▶ Records excerpted from a collection:
....

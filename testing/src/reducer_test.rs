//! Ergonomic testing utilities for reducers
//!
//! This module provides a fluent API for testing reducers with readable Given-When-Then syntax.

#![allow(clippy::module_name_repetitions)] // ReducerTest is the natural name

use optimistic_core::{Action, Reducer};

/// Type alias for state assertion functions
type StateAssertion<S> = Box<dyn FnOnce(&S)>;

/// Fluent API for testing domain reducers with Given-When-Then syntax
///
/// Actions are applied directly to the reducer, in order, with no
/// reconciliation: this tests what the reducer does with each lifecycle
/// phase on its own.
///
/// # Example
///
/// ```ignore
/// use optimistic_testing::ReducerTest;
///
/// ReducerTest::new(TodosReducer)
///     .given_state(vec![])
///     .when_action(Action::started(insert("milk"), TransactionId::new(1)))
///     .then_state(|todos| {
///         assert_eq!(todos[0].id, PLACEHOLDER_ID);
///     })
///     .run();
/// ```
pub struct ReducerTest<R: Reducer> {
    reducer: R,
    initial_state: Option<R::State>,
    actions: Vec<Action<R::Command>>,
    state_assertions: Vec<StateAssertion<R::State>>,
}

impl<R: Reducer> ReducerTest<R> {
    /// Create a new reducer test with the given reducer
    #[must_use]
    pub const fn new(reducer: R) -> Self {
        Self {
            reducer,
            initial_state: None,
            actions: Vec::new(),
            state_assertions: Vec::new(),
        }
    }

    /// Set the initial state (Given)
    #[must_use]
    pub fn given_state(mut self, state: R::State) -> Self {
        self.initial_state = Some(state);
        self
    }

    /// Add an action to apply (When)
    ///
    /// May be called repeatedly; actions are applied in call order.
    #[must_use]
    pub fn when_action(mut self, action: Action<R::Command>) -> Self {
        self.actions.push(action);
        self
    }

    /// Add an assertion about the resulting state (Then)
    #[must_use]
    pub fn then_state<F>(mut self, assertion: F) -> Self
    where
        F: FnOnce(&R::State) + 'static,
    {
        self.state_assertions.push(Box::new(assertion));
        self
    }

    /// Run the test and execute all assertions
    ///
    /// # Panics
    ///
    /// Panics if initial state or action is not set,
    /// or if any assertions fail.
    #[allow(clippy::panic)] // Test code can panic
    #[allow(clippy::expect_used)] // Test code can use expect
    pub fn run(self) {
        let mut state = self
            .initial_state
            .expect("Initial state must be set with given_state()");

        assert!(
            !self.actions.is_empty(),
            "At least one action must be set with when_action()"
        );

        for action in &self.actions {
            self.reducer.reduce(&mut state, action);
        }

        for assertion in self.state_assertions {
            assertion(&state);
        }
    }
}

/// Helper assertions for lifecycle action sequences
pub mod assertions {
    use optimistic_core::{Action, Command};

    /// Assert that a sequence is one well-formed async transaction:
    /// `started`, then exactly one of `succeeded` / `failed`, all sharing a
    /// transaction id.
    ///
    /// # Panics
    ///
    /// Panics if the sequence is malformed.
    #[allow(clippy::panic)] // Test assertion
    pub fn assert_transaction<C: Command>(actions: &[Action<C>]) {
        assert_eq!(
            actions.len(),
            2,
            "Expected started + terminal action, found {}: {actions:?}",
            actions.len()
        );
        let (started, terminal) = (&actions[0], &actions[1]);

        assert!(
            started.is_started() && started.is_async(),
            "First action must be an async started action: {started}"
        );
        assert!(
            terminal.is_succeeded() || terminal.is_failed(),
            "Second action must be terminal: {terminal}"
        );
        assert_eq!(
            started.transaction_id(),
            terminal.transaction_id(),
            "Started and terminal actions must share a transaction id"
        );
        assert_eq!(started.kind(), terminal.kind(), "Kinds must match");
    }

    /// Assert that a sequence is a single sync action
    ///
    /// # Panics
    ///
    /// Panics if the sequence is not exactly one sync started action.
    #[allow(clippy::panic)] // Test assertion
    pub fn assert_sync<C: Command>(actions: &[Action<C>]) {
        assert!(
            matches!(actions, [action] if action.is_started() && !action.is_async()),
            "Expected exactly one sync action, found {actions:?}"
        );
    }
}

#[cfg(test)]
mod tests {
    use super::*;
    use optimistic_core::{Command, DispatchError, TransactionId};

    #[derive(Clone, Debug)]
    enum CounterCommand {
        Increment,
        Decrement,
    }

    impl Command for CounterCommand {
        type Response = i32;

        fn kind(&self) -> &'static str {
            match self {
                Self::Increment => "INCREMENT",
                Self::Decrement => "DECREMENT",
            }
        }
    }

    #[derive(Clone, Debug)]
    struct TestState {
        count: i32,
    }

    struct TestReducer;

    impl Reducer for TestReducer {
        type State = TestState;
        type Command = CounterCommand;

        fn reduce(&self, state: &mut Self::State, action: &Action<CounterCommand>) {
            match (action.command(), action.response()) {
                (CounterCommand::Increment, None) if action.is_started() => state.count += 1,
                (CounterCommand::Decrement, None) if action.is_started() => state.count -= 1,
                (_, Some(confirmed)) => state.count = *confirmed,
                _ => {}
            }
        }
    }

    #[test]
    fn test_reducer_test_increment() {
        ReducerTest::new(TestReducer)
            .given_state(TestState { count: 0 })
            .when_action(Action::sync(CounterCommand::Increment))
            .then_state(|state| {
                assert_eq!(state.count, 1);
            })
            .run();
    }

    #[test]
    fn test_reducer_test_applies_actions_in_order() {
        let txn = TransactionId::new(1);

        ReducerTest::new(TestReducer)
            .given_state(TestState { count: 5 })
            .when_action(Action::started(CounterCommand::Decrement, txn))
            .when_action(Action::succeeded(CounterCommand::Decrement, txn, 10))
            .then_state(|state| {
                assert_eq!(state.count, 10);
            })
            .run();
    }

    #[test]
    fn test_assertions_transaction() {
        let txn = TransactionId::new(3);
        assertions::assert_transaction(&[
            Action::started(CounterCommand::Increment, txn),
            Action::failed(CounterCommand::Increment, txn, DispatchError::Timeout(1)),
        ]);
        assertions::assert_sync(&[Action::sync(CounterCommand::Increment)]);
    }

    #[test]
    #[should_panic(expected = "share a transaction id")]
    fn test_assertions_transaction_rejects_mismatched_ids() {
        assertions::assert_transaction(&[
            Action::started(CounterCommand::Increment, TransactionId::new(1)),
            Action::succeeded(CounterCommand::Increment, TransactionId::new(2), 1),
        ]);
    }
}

....

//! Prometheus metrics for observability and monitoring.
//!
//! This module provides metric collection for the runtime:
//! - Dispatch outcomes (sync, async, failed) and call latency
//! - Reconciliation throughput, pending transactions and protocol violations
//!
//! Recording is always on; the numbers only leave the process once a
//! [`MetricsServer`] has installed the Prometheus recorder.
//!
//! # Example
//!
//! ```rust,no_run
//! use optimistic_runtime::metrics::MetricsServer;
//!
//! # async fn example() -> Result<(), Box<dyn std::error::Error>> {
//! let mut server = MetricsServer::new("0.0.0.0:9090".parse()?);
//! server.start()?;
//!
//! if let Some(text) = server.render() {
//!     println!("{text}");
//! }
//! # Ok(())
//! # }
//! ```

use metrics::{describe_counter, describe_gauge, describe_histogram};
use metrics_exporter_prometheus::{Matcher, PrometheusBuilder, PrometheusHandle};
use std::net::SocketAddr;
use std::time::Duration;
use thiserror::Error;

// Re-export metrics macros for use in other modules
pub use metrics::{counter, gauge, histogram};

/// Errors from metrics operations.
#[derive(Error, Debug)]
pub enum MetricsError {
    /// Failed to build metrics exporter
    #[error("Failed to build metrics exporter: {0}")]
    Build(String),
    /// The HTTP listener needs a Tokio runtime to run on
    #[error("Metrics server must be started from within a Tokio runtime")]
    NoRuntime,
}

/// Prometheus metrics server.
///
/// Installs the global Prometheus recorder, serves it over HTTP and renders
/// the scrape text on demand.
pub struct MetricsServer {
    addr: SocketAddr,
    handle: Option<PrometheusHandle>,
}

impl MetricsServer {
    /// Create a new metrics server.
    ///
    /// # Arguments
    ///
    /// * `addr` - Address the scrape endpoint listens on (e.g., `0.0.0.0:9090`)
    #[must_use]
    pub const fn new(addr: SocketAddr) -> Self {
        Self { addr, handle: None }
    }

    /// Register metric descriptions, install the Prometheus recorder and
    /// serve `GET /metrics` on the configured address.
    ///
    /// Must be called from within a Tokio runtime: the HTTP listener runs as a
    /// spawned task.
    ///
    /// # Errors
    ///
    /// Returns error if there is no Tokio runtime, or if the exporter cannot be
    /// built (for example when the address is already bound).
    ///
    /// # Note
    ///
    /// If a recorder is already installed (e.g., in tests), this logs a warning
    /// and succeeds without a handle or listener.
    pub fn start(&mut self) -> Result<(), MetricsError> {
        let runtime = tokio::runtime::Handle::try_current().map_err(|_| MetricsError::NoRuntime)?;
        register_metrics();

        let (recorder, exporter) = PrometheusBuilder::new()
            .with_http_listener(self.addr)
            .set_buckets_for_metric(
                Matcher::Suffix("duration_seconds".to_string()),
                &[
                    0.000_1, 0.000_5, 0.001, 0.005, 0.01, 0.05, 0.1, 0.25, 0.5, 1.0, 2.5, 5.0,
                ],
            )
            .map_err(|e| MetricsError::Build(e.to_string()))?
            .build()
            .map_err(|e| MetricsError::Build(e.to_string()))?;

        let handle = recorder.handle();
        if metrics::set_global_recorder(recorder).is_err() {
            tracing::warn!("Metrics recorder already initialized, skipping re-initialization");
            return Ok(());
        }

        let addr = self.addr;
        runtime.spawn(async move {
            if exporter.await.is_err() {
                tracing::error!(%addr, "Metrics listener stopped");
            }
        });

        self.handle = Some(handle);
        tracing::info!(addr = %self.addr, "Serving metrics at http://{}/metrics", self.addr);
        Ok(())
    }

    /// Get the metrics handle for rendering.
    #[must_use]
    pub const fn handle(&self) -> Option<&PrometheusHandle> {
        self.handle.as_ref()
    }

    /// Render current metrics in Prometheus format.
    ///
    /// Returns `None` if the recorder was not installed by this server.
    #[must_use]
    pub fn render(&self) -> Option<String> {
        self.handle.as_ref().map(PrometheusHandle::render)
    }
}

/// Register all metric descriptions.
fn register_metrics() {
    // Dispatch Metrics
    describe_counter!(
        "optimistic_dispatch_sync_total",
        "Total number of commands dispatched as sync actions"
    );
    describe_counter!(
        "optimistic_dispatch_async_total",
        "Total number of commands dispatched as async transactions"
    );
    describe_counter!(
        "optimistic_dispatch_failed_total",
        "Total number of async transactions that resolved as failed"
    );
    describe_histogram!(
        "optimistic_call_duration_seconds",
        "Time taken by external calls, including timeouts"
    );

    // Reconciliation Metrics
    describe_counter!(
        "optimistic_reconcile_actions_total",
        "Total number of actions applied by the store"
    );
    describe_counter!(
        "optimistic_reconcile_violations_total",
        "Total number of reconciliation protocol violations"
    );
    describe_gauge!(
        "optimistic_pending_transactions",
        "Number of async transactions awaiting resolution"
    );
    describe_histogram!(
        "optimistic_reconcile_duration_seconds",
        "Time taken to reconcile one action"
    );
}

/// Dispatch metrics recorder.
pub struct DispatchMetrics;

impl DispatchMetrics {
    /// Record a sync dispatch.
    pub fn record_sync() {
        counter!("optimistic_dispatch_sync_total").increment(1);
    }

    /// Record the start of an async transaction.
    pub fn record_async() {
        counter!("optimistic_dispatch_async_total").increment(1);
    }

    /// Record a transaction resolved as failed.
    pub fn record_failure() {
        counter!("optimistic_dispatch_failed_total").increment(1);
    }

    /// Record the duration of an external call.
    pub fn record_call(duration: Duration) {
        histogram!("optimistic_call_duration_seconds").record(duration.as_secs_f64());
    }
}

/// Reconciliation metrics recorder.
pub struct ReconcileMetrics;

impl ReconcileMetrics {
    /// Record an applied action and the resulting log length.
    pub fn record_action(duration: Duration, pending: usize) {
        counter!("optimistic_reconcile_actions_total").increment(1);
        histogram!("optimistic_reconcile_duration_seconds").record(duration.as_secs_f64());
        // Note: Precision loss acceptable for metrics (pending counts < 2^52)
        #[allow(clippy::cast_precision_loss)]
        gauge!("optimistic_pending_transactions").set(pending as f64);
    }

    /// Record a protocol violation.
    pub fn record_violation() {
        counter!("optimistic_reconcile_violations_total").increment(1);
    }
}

....

Looking at the entries above, report how many of their lines include "StateAssertion", and add nothing else.

▶ Response for this exercise: 2